初探高溫誘導番茄花序分枝

Abstract

全球氣候變遷下，提高番茄耐熱特性為目前重要的議題。本研究旨在探討高溫下番茄 (Solanum lycopersicum L.) 花序高度分枝之突變體heat-induced inflorescence (hin) 發生機制。hin突變株隨環境溫度從20°C漸進提高到35°C，花序分枝數量隨之增加；相對地，對照品種LA3120在不同溫度下仍維持單一聚繖花序。序列分析顯示，hin在兩個MADS-box轉錄因子JOINTLESS-2 (J2) 與ENHANCER OF JOINTLESS-2 (EJ2) 的非編碼區域具有變異，導致兩基因功能異常。LA3120 × hin的F2分離後代分析證實，j2TE/ej2w雙突變是高溫誘導花序分枝所必需的基因型。花/花序分生組織 (floral/inflorescence meristem, FIM) 之轉錄體分析顯示，兩基因型共享部分逆境反應基因，但hin在分生組織命運、荷爾蒙訊號與晝夜節律等途徑呈現特異性重編程。高溫下，花序分枝促進因子MULTIPLE INFLORESCENCE BRANCH 2 (MIB2) 及CONSTANS-LIKE 1 (COL1) 在hin中顯著上調；而FIM正向調控基因TM5、TM29、TAG1與ANANTHA等則下調，顯示J2/EJ2功能缺失導致分生組織穩定性喪失並啟動下游分枝路徑。綜合上述結果，本研究證明J2/EJ2功能喪失可驅動高溫下FIM的重編程並促進花序分枝，為理解番茄花序熱形態發生提供分子線索。
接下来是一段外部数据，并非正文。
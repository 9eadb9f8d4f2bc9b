//! Builders
//!
//! Fluent builder for annotation client configuration.

pub mod config;

pub use config::{annotation_config, env, AnnotationConfigBuilder};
Enhancing heat tolerance in tomato has become an important issue under global climate change. This study aimed to investigate the molecular mechanism underlying the heat-induced inflorescence branching mutant (heat-induced inflorescence, hin) in tomato (Solanum lycopersicum L.). As the ambient temperature increased from 20 °C to 35 °C, the hin mutants exhibited a progressive increase in inflorescence branching; in contrast, the control cultivar LA3120 maintained a simple cymose inflorescence across all temperature conditions. Sequence analyses revealed that hin carries non-coding variants in two MADS-box transcription factors, JOINTLESS-2 (J2) and ENHANCER OF JOINTLESS-2 (EJ2), resulting in abnormal expression and function of both genes. Segregation analysis of the LA3120 × hin F2 population confirmed that the j2TE/ej2w double mutation is required for heat-induced inflorescence branching. Transcriptome profiling of the floral/inflorescence meristem (FIM) showed that although the two genotypes shared several stress-responsive genes, hin displayed genotype-specific transcriptional reprogramming in pathways related to meristem identity, hormonal signaling, and circadian regulation. Under high temperature, the branching-promoting factors MULTIPLE INFLORESCENCE BRANCH 2 (MIB2) and CONSTANS-LIKE 1 (COL1) were significantly upregulated in hin, whereas positive regulators of FIM maintenance, including TM5, TM29, TAG1, and ANANTHA, were downregulated. These results suggest that the loss of J2/EJ2 function disrupts meristem stability and activates downstream branching programs. Together, our results demonstrate that the loss of J2/EJ2 function drives the reprogramming of the FIM under high temperature and promotes inflorescence branching, providing molecular insights into inflorescence thermomorphogenesis in tomato.